Print the records below verbatim.

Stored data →
--

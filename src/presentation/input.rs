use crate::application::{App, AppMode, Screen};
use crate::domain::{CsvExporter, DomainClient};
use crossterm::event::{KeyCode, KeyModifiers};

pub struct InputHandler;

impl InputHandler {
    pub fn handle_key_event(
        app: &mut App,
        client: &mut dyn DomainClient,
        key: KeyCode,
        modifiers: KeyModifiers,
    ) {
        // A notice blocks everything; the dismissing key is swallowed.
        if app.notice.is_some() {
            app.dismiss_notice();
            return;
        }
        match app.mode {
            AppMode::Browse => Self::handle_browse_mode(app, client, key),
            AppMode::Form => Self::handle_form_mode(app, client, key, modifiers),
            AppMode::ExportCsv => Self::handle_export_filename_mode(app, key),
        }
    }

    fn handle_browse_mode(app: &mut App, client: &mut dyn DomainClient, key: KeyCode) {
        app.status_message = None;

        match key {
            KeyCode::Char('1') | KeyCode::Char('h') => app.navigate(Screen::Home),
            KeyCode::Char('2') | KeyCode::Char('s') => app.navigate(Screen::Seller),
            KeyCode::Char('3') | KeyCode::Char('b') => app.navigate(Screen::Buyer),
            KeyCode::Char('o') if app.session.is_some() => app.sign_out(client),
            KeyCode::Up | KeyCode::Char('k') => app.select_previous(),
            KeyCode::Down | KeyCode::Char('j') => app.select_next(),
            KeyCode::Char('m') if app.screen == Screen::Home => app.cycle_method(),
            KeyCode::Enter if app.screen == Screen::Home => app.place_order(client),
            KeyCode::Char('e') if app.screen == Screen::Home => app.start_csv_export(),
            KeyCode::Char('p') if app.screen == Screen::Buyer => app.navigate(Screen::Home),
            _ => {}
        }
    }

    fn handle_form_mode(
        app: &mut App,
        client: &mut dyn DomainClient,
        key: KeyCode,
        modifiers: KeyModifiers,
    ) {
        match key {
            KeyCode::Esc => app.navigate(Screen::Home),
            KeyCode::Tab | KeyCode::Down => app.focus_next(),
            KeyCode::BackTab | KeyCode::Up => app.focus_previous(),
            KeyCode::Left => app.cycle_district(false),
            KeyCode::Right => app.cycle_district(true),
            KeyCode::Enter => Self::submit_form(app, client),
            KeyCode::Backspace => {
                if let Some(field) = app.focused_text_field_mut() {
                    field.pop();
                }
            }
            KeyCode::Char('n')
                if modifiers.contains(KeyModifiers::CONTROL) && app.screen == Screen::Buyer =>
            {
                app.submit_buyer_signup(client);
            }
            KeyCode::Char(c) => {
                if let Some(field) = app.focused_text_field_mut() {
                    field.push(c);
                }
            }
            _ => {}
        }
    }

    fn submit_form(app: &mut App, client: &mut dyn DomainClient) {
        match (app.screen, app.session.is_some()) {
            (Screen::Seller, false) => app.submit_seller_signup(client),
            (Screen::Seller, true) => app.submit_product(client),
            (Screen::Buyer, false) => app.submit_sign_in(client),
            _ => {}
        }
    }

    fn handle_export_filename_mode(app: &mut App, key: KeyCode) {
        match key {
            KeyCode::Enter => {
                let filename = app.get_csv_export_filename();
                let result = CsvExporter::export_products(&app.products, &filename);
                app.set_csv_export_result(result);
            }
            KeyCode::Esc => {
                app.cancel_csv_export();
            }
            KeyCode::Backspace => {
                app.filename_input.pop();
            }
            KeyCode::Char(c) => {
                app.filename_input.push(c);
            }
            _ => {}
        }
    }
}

--

SOLUTION →
filename src/presentation/input.rs
use crate::application::{App, AppMode, Screen};
use crate::domain::{CsvExporter, DomainClient};
use crossterm::event::{KeyCode, KeyModifiers};

pub struct InputHandler;

impl InputHandler {
    pub fn handle_key_event(
        app: &mut App,
        client: &mut dyn DomainClient,
        key: KeyCode,
        modifiers: KeyModifiers,
    ) {
        // A notice blocks everything; the dismissing key is swallowed.
        if app.notice.is_some() {
            app.dismiss_notice();
            return;
        }
        match app.mode {
            AppMode::Browse => Self::handle_browse_mode(app, client, key),
            AppMode::Form => Self::handle_form_mode(app, client, key, modifiers),
            AppMode::ExportCsv => Self::handle_export_filename_mode(app, key),
        }
    }

    fn handle_browse_mode(app: &mut App, client: &mut dyn DomainClient, key: KeyCode) {
        app.status_message = None;

        match key {
            KeyCode::Char('1') | KeyCode::Char('h') => app.navigate(Screen::Home),
            KeyCode::Char('2') | KeyCode::Char('s') => app.navigate(Screen::Seller),
            KeyCode::Char('3') | KeyCode::Char('b') => app.navigate(Screen::Buyer),
            KeyCode::Char('o') if app.session.is_some() => app.sign_out(client),
            KeyCode::Up | KeyCode::Char('k') => app.select_previous(),
            KeyCode::Down | KeyCode::Char('j') => app.select_next(),
            KeyCode::Char('m') if app.screen == Screen::Home => app.cycle_method(),
            KeyCode::Enter if app.screen == Screen::Home => app.place_order(client),
            KeyCode::Char('e') if app.screen == Screen::Home => app.start_csv_export(),
            KeyCode::Char('p') if app.screen == Screen::Buyer => app.navigate(Screen::Home),
            _ => {}
        }
    }

    fn handle_form_mode(
        app: &mut App,
        client: &mut dyn DomainClient,
        key: KeyCode,
        modifiers: KeyModifiers,
    ) {
        match key {
            KeyCode::Esc => app.navigate(Screen::Home),
            KeyCode::Tab | KeyCode::Down => app.focus_next(),
            KeyCode::BackTab | KeyCode::Up => app.focus_previous(),
            KeyCode::Left => app.cycle_district(false),
            KeyCode::Right => app.cycle_district(true),
            KeyCode::Enter => Self::submit_form(app, client),
            KeyCode::Backspace => {
                if let Some(field) = app.focused_text_field_mut() {
                    field.pop();
                }
            }
            KeyCode::Char('n')
                if modifiers.contains(KeyModifiers::CONTROL) && app.screen == Screen::Buyer =>
            {
                app.submit_buyer_signup(client);
            }
            KeyCode::Char(c) => {
                if let Some(field) = app.focused_text_field_mut() {
                    field.push(c);
                }
            }
            _ => {}
        }
    }

    fn submit_form(app: &mut App, client: &mut dyn DomainClient) {
        match (app.screen, app.session.is_some()) {
            (Screen::Seller, false) => app.submit_seller_signup(client),
            (Screen::Seller, true) => app.submit_product(client),
            (Screen::Buyer, false) => app.submit_sign_in(client),
            _ => {}
        }
    }

    fn handle_export_filename_mode(app: &mut App, key: KeyCode) {
        match key {
            KeyCode::Enter => {
                let filename = app.get_csv_export_filename();
                let result = CsvExporter::export_products(&app.products, &filename);
                app.set_csv_export_result(result);
            }
            KeyCode::Esc => {
                app.cancel_csv_export();
            }
            KeyCode::Backspace => {
                app.filename_input.pop();
            }
            KeyCode::Char(c) => {
                app.filename_input.push(c);
            }
            _ => {}
        }
    }
}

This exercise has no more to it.